Jorge Maia
Eu ainda nem era menino e Lilita perdeu a razão. Quem me contou foi meu pai. A primeira vez que ele veio a Conquista foi em 1938, quando trazia gado para as pastagens desta região, ou quando usava a cidade como passagem para seguir com a tropa para Jequié, levando ou buscando mercadorias. A passagem era a Rua da Boiada, nossa conhecida João Pessoa. Desde então, aquela rota tornou-se costumeira para as suas viagens.
Em 1940 em uma das suas viagens conheceu LIlita. Ela tornou-se figura popular e por muito tempo formou um trio conhecido na cidade: Lilita, Cocão e Cafezinho, personagens populares que se refugiram em outros setores do cérebro para sobreviverem à esquizofrenia da vida.
Naquele ano, Lilita perdeu-se de amores por alguém que não lhe correspondeu. Passou a desfilar vestida de noiva. Foi assim que meu disse que a conheceu: de véu e grinalda, desfilando pelas ruas centrais da cidade. Falava sozinha e referia-se a sua paixão irrenunciável até o fim da sua vida.
Depois, quando eu já era menino, e não faz muito tempo, conheci Lilita. Já não usava a sua roupa de noiva. Sua vestimenta, então, consistia em uma roupa de uma peça, feita com um cobertor sob a forma de um manto de freira, e deixava à vista apenas o seu rosto, mas até a sua testa era coberta. Falava o tempo todo. Era inofensiva e muito simpática. Não havia quem dela não gostasse.
Confesso que eu me assustava com aquela figura. Era um temor de menino e sem nenhuma razão para tanto, considerando que ela nunca aborreceu a ninguém, pelo menos era isso que eu ouvia dos adultos. Todos falavam da sua paixão. As pessoas ainda gostam de história de amor, de romance, de tragédias amorosas. Duas delas inesquecíveis e profundamente trágicas: Romeu e Julieta e Adão e Eva, esses dois últimos até hoje provocam arrepios em algumas pessoas.
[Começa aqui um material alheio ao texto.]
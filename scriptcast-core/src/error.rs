//! Domain-specific error types for the scriptcast protocol.
//!
//! All fallible operations return `Result<T, CastError>`.
//! No panics on invalid input — every error is typed and recoverable.

use std::time::Duration;
use thiserror::Error;

/// The canonical error type for the scriptcast protocol.
#[derive(Debug, Error)]
pub enum CastError {
    // ── Protocol Errors ──────────────────────────────────────────
    /// A numeric value did not map to any known frame kind.
    #[error("unknown frame kind: {0:#x}")]
    UnknownFrameKind(u8),

    /// A frame violated protocol rules (order, missing payload, ...).
    #[error("protocol violation: {0}")]
    ProtocolViolation(&'static str),

    // ── Frame Errors ─────────────────────────────────────────────
    /// The payload exceeds the configured maximum receive size.
    #[error("payload too large: {size} bytes (max {max})")]
    PayloadTooLarge { size: usize, max: usize },

    /// A byte region ended before the declared frame did.
    #[error("truncated frame: need {need} bytes, have {have}")]
    TruncatedFrame { need: usize, have: usize },

    // ── Connection Errors ────────────────────────────────────────
    /// The TCP/IO layer reported an error.
    #[error("connection error: {0}")]
    Connection(#[from] std::io::Error),

    /// An mpsc channel was closed unexpectedly.
    #[error("channel closed")]
    ChannelClosed,

    /// The peer closed the connection before the exchange finished.
    #[error("connection closed by peer")]
    ConnectionClosed,

    /// An operation exceeded its deadline.
    #[error("timeout after {0:?}")]
    Timeout(Duration),

    // ── Screen / Delta Errors ────────────────────────────────────
    /// An encoded delta run falls outside the screen buffer.
    #[error("delta run out of bounds: offset {offset} + len {len} > {size}")]
    DeltaOutOfBounds {
        offset: usize,
        len: usize,
        size: usize,
    },

    // ── Serialization Errors ─────────────────────────────────────
    /// Encoding or decoding of a payload failed.
    #[error("encoding error: {0}")]
    Encoding(String),

    /// UTF-8 conversion failed.
    #[error("invalid utf-8: {0}")]
    InvalidUtf8(#[from] std::string::FromUtf8Error),

    // ── Execution Errors ─────────────────────────────────────────
    /// Archive extraction or inspection failed.
    #[error("archive error: {0}")]
    Archive(String),

    /// The script runtime reported a failure.
    #[error("script execution failed: {0}")]
    Script(String),

    /// Artifact deletion still failing after the retry bound.
    #[error("cleanup failed for {path} after {attempts} attempts")]
    Cleanup { path: String, attempts: u32 },

    /// Catch-all for errors that do not fit another variant.
    #[error("{0}")]
    Other(String),
}

// ── Convenient From implementations ──────────────────────────────

impl From<String> for CastError {
    fn from(s: String) -> Self {
        CastError::Other(s)
    }
}

impl From<&str> for CastError {
    fn from(s: &str) -> Self {
        CastError::Other(s.to_string())
    }
}

impl<T> From<tokio::sync::mpsc::error::SendError<T>> for CastError {
    fn from(_: tokio::sync::mpsc::error::SendError<T>) -> Self {
        CastError::ChannelClosed
    }
}
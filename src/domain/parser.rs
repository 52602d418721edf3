//! Expression parser for calculator input.
//!
//! This module implements a recursive descent parser for the calculator's
//! expression language. The display text is tokenized as a whole, so user
//! facing symbols such as `√` and `π` are recognized as tokens rather than
//! rewritten as text before evaluation.
//!
//! # BNF Grammar
//!
//! ```bnf
//! Expression     ::= Addition
//! Addition       ::= Multiplication ( ( "+" | "-" ) Multiplication )*
//! Multiplication ::= Unary ( ( "*" | "/" ) Unary | Implicit )*
//! Implicit       ::= Unary    (only when it starts with an identifier, "√" or "(")
//! Unary          ::= ( "+" | "-" ) Unary | Power
//! Power          ::= Root ( ( "**" | "^" ) Unary )?
//! Root           ::= "√" Root | Primary
//! Primary        ::= Number | Constant | FunctionCall | "(" Expression ")"
//! FunctionCall   ::= Identifier "(" ArgumentList? ")"
//! ArgumentList   ::= Expression ( "," Expression )*
//! Number         ::= [0-9]+ ( "." [0-9]* )? | "." [0-9]+
//! Constant       ::= "π" | "pi" | "e"
//! Identifier     ::= [a-z]+
//! ```
//!
//! Precedence from lowest to highest:
//! - Addition and subtraction
//! - Multiplication, division and implicit multiplication (`2π`, `3(4)`)
//! - Unary sign, so `-2^2` is `-(2^2)`
//! - Power (right-associative, `2^3^2` is `2^(3^2)`)
//! - Square root prefix `√`
//! - Parentheses, numbers, constants and function calls

use std::collections::HashMap;
use std::f64::consts::{E, PI};

use super::errors::{EvalError, EvalResult};

/// Represents a token in the expression.
#[derive(Debug, Clone, PartialEq)]
pub enum Token {
    // Literals
    Number(f64),
    Identifier(String),

    // Operators
    Plus,
    Minus,
    Multiply,
    Divide,
    Power,
    PowerAlt,     // ^ alternative to **
    Sqrt,

    // Delimiters
    LeftParen,
    RightParen,
    Comma,

    // End of input
    Eof,
}

/// Represents an Abstract Syntax Tree node for expressions.
#[derive(Debug, Clone, PartialEq)]
pub enum Expr {
    Number(f64),
    Constant(String),

    Binary {
        left: Box<Expr>,
        operator: BinaryOp,
        right: Box<Expr>,
    },

    Unary {
        operator: UnaryOp,
        operand: Box<Expr>,
    },

    FunctionCall {
        name: String,
        args: Vec<Expr>,
    },
}

/// Binary arithmetic operators.
#[derive(Debug, Clone, Copy, PartialEq)]
pub enum BinaryOp {
    Add,
    Subtract,
    Multiply,
    Divide,
    Power,
}

/// Unary operators.
#[derive(Debug, Clone, Copy, PartialEq)]
pub enum UnaryOp {
    Plus,
    Minus,
}

/// Lexical analyzer for tokenizing expressions.
pub struct Lexer {
    input: Vec<char>,
    position: usize,
    current_char: Option<char>,
}

impl Lexer {
    /// Creates a new lexer for the given input string.
    pub fn new(input: &str) -> Self {
        let chars: Vec<char> = input.chars().collect();
        let current_char = chars.first().copied();

        Self {
            input: chars,
            position: 0,
            current_char,
        }
    }

    fn advance(&mut self) {
        self.position += 1;
        self.current_char = self.input.get(self.position).copied();
    }

    fn skip_whitespace(&mut self) {
        while let Some(ch) = self.current_char {
            if ch.is_whitespace() {
                self.advance();
            } else {
                break;
            }
        }
    }

    /// Reads a number token. Either side of the decimal point may be empty,
    /// but not both.
    fn read_number(&mut self) -> EvalResult<f64> {
        let mut number_str = String::new();

        while let Some(ch) = self.current_char {
            if ch.is_ascii_digit() {
                number_str.push(ch);
                self.advance();
            } else {
                break;
            }
        }

        if self.current_char == Some('.') {
            number_str.push('.');
            self.advance();

            while let Some(ch) = self.current_char {
                if ch.is_ascii_digit() {
                    number_str.push(ch);
                    self.advance();
                } else {
                    break;
                }
            }
        }

        if number_str == "." {
            return Err(EvalError::Syntax("lone decimal point".to_string()));
        }

        let value = number_str
            .parse::<f64>()
            .map_err(|_| EvalError::Syntax(format!("invalid number: {}", number_str)))?;
        if value.is_finite() {
            Ok(value)
        } else {
            Err(EvalError::Arithmetic("number too large".to_string()))
        }
    }

    /// Reads an identifier. Only ASCII letters are consumed, so digits never
    /// become part of a name.
    fn read_identifier(&mut self) -> String {
        let mut identifier = String::new();

        while let Some(ch) = self.current_char {
            if ch.is_ascii_alphabetic() {
                identifier.push(ch.to_ascii_lowercase());
                self.advance();
            } else {
                break;
            }
        }

        identifier
    }

    /// Gets the next token from the input.
    pub fn next_token(&mut self) -> EvalResult<Token> {
        self.skip_whitespace();

        match self.current_char {
            None => Ok(Token::Eof),

            Some(ch) => match ch {
                '0'..='9' | '.' => {
                    let number = self.read_number()?;
                    Ok(Token::Number(number))
                }

                'A'..='Z' | 'a'..='z' => Ok(Token::Identifier(self.read_identifier())),

                'π' => {
                    self.advance();
                    Ok(Token::Identifier("π".to_string()))
                }

                '√' => {
                    self.advance();
                    Ok(Token::Sqrt)
                }

                '+' => {
                    self.advance();
                    Ok(Token::Plus)
                }

                '-' => {
                    self.advance();
                    Ok(Token::Minus)
                }

                '*' => {
                    self.advance();
                    if self.current_char == Some('*') {
                        self.advance();
                        Ok(Token::Power)
                    } else {
                        Ok(Token::Multiply)
                    }
                }

                '/' => {
                    self.advance();
                    Ok(Token::Divide)
                }

                '^' => {
                    self.advance();
                    Ok(Token::PowerAlt)
                }

                '(' => {
                    self.advance();
                    Ok(Token::LeftParen)
                }

                ')' => {
                    self.advance();
                    Ok(Token::RightParen)
                }

                ',' => {
                    self.advance();
                    Ok(Token::Comma)
                }

                _ => Err(EvalError::Syntax(format!("unexpected character: '{}'", ch))),
            },
        }
    }
}
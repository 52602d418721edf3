//! Infrastructure layer providing external service integrations.
//!
//! This module contains implementations for external concerns like
//! configuration files and the system clipboard.

pub mod clipboard;
pub mod config;

pub use clipboard::*;
pub use config::*;
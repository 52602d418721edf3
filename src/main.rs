//! scicalc - Terminal Scientific Calculator
//!
//! A scientific calculator with a right-aligned display and a clickable
//! keypad. Supports arithmetic with standard precedence, powers, square
//! roots, logarithms, trigonometry and the constants π and e.

use std::fs::File;
use std::io;
use std::path::{Path, PathBuf};
use std::sync::Mutex;

use clap::Parser;
use crossterm::{
    event::{self, DisableMouseCapture, EnableMouseCapture, Event, KeyCode, KeyEventKind, KeyModifiers},
    execute,
    terminal::{disable_raw_mode, enable_raw_mode, EnterAlternateScreen, LeaveAlternateScreen},
};
use ratatui::{
    backend::{Backend, CrosstermBackend},
    layout::Rect,
    Terminal,
};
use scicalc::application::{App, AppMode};
use scicalc::domain::CalculatorConfig;
use scicalc::infrastructure::ConfigRepository;
use scicalc::presentation::{render_ui, InputHandler, Theme};
use tracing::info;
use tracing_subscriber::EnvFilter;

#[derive(Debug, Parser)]
#[command(name = "scicalc", version, about = "Terminal scientific calculator")]
struct Cli {
    /// JSON configuration file
    #[arg(long)]
    config: Option<PathBuf>,

    /// Decimal places kept when showing evaluated results
    #[arg(long)]
    precision: Option<usize>,

    /// Write logs to this file (filter with RUST_LOG)
    #[arg(long)]
    log_file: Option<PathBuf>,

    /// Write the default configuration to this path and exit
    #[arg(long, value_name = "PATH")]
    init_config: Option<PathBuf>,
}

/// Installs a file-backed subscriber. The terminal belongs to the UI, so
/// nothing is logged unless a log file is given.
fn init_logging(path: &Path) -> io::Result<()> {
    let file = File::create(path)?;
    tracing_subscriber::fmt()
        .with_env_filter(EnvFilter::try_from_default_env().unwrap_or_else(|_| EnvFilter::new("info")))
        .with_writer(Mutex::new(file))
        .with_ansi(false)
        .init();
    Ok(())
}

/// Entry point for the scicalc terminal calculator.
///
/// Loads configuration, sets up the terminal interface and runs the main
/// event loop until the user quits. The terminal is restored even when the
/// event loop fails.
fn main() -> Result<(), Box<dyn std::error::Error>> {
    let cli = Cli::parse();

    if let Some(path) = cli.log_file.as_deref() {
        init_logging(path)?;
    }

    if let Some(path) = cli.init_config.as_deref() {
        let written = ConfigRepository::save_config(&CalculatorConfig::default(), path)?;
        println!("Wrote default configuration to {written}");
        return Ok(());
    }

    let mut config = match cli.config.as_deref() {
        Some(path) => ConfigRepository::load_config(path)?,
        None => CalculatorConfig::default(),
    };
    if let Some(precision) = cli.precision {
        config.precision = precision;
    }
    info!(precision = config.effective_precision(), "starting scicalc");

    let theme = Theme::from_config(&config.theme);
    let mut app = App::new(config);

    enable_raw_mode()?;
    let mut stdout = io::stdout();
    execute!(stdout, EnterAlternateScreen, EnableMouseCapture)?;
    let backend = CrosstermBackend::new(stdout);
    let mut terminal = Terminal::new(backend)?;

    let res = run_app(&mut terminal, &mut app, &theme);

    disable_raw_mode()?;
    execute!(
        terminal.backend_mut(),
        LeaveAlternateScreen,
        DisableMouseCapture
    )?;
    terminal.show_cursor()?;

    if let Err(err) = res {
        println!("{err:?}");
    }

    info!("scicalc exited");
    Ok(())
}

/// Main application event loop.
///
/// Redraws after every event. Quits on 'q' in normal mode or on Ctrl+C.
fn run_app<B: Backend>(terminal: &mut Terminal<B>, app: &mut App, theme: &Theme) -> io::Result<()> {
    loop {
        terminal.draw(|f| render_ui(f, app, theme))?;
        let size = terminal.size()?;
        let area = Rect::new(0, 0, size.width, size.height);

        match event::read()? {
            Event::Key(key) if key.kind == KeyEventKind::Press => match key.code {
                KeyCode::Char('q') if matches!(app.mode, AppMode::Normal) => return Ok(()),
                KeyCode::Char('c') if key.modifiers.contains(KeyModifiers::CONTROL) => return Ok(()),
                _ => InputHandler::handle_key_event(app, key.code, key.modifiers),
            },
            Event::Mouse(mouse) => InputHandler::handle_mouse_event(app, mouse, area),
            _ => {}
        }
    }
}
As pessoas gostam do romantismo. A Escola Romântica talvez tenha sido a maior praga da literatura mundial, mas foi superada por muitos povos, menos pelo povo brasileiro. Não nego que haja beleza na literatura romântica, o que não podemos é fazer dela a nossa morada, sob pena de atraso insuperável e construirmos uma geração de coração mole, incapaz de decidir com a razão. Não falo em perder a ternura.
Lilita, em sua simplicidade, nos ensina que a vida toma rumos inesperados e nos remete por caminhos sem retorno, mas ensina-nos em especial que morrer por amor ou enlouquecer por amor deve ser algo muito bem pensado. VC060914
Uma Resposta para “O ano em que Lilita perdeu a razão”
Yone
Jorge, gosto muito de suas crônicas. É uma viagem no tempo pra mim. Quando me mudei pra Salvador para morar no CEUSC conheci a “mulher de roxo” e sempre tive a impressão de estar vendo Lilita, pois suas histórias eram muito parecidas. Parabéns pelo texto!